Machine Learning Algorithms Versus Thresholding to Segment Ischemic Regions in Patients With Acute Ischemic Stroke

• Published in: IEEE journal of biomedical and health informatics Vol. 26; no. 2; pp. 660 - 672
• Main Authors: Tomasetti, Luca, Hollesli, Liv Jorunn, Engan, Kjersti, Kurz, Kathinka Daehli, Kurz, Martin Wilhelm, Khanmohammadi, Mahdieh
• Format: Journal Article
• Language: English
• Published: United States IEEE 01.02.2022; The Institute of Electrical and Electronics Engineers, Inc. (IEEE)

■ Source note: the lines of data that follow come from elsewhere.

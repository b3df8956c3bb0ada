//! One round: a burst of pipelined writes and the matching reads
//!
//! The sender and the reader run concurrently on the two halves of the
//! same connection, joined by the pending queue. Running them together
//! keeps the server from stalling on a full socket buffer while a deep
//! pipeline is still being written.

use std::time::Duration;

use tokio::io::{AsyncRead, AsyncWrite};
use tokio::sync::Notify;

use super::decode::{DecodeLimits, ResponseDecoder};
use super::encode::EncodeContext;
use super::queue::pending_queue;
use super::reader::{ReadOptions, read_responses};
use super::sender::{SendOptions, send_requests};
use crate::error::{self, Error};
use crate::http::{PipelineRequest, PipelineResponse};
use crate::telemetry::PipelineStats;

/// Per-round settings derived from the session configuration.
#[derive(Debug, Clone)]
pub struct RoundSettings {
    pub encode: EncodeContext,
    pub limits: DecodeLimits,
    pub read_buffer_size: usize,
    pub read_timeout: Duration,
    pub write_timeout: Duration,
    /// Ask the server to close after the last request of the round
    pub close_after: bool,
}

/// Per-request results of a round that did not end in a matched response.
#[derive(Debug, Default)]
pub struct RoundReport {
    pub written: usize,
    pub matched: usize,
    /// Attempted requests that failed
    pub failed: Vec<(usize, Error)>,
    /// Requests never written; their attempt does not count
    pub unsent: Vec<usize>,
    /// The connection can carry another round
    pub reusable: bool,
}

/// Pipeline `requests` over `io` and match every response in order.
///
/// Matched responses go to `on_response` as they arrive. Every request
/// handed in is accounted for exactly once: matched, failed or unsent.
pub async fn run_round<Io, F>(
    io: &mut Io,
    requests: &[&PipelineRequest],
    settings: &RoundSettings,
    stats: &PipelineStats,
    on_response: F,
) -> RoundReport
where
    Io: AsyncRead + AsyncWrite + Unpin,
    F: FnMut(usize, PipelineResponse),
{
    let (read_half, write_half) = tokio::io::split(io);
    let (queue_tx, queue_rx) = pending_queue();
    let abort = Notify::new();
    let decoder = ResponseDecoder::new(settings.read_buffer_size, settings.limits);

    let send = async {
        let report = send_requests(
            write_half,
            requests,
            queue_tx,
            SendOptions {
                encode: &settings.encode,
                close_last: settings.close_after,
                write_timeout: settings.write_timeout,
                stats,
            },
        )
        .await;
        if report.broken {
            abort.notify_one();
        }
        report
    };
    let read = read_responses(
        read_half,
        queue_rx,
        decoder,
        ReadOptions {
            read_timeout: settings.read_timeout,
            stats,
            abort: &abort,
        },
        on_response,
    );

    let (sent, read) = tokio::join!(send, read);

    let mut report = RoundReport {
        written: sent.written,
        matched: read.matched,
        failed: read.failed,
        unsent: sent.unsent,
        reusable: read.reusable && !sent.broken && !settings.close_after,
    };

    if !sent.rejected.is_empty() {
        let err = read.follower_error.unwrap_or_else(error::premature_close);
        report
            .failed
            .extend(sent.rejected.into_iter().map(|index| (index, err.clone())));
    }
    if let Some(failed) = sent.failed {
        report.failed.push(failed);
    }

    tracing::debug!(
        written = report.written,
        matched = report.matched,
        failed = report.failed.len(),
        unsent = report.unsent.len(),
        reusable = report.reusable,
        "round finished"
    );
    report
}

• Subjects: Algorithms; Annotations; Automation; Bioinformatics; Blood; Brain Ischemia - diagnostic imaging; Cerebral blood flow; Computed tomography; Computed tomography perfusion; Decision trees; Hospitals; Humans; Ischemia; Ischemic Stroke; Learning algorithms; Machine Learning; Machine learning algorithms; Magnetic resonance imaging; Occlusion; Patients; Perfusion; Segments; Stroke; Stroke (medical condition); Stroke - diagnostic imaging; Thresholding
• ISSN: 2168-2194; 2168-2208
• DOI: 10.1109/JBHI.2021.3097591

Objective: Computed tomography (CT) scan is a fast and widely used modality for early assessment in patients with symptoms of a cerebral ischemic stroke. CT perfusion (CTP) is often added to the protocol and is used by radiologists for assessing the severity of the stroke. Standard parametric maps are calculated from the CTP datasets. Based on parametric value combinations, ischemic regions are separated into presumed infarct core (irreversibly damaged tissue) and penumbra (tissue-at-risk). Different thresholding approaches have been suggested to segment the parametric maps into these areas. The purpose of this study is to compare fully-automated methods based on machine learning and thresholding approaches to segment the hypoperfused regions in patients with ischemic stroke. Methods: We test two different architectures with three mainstream machine learning algorithms. We use parametric maps as input features, and manual annotations made by two expert neuroradiologists as ground truth. Results: The best results are produced with random forest (RF) and Single-Step approach; we achieve an average Dice coefficient of 0.68 and 0.26, respectively for penumbra and core, for the three groups analysed. We also achieve an average in volume difference of 25.1 ml for penumbra and 7.8 ml for core. Conclusions: Our best RF-based method outperforms the classical thresholding approaches, to segment both the ischemic regions in a group of patients regardless of the severity of vessel occlusion. Significance: A correct visualization of the ischemic regions will guide treatment decisions better.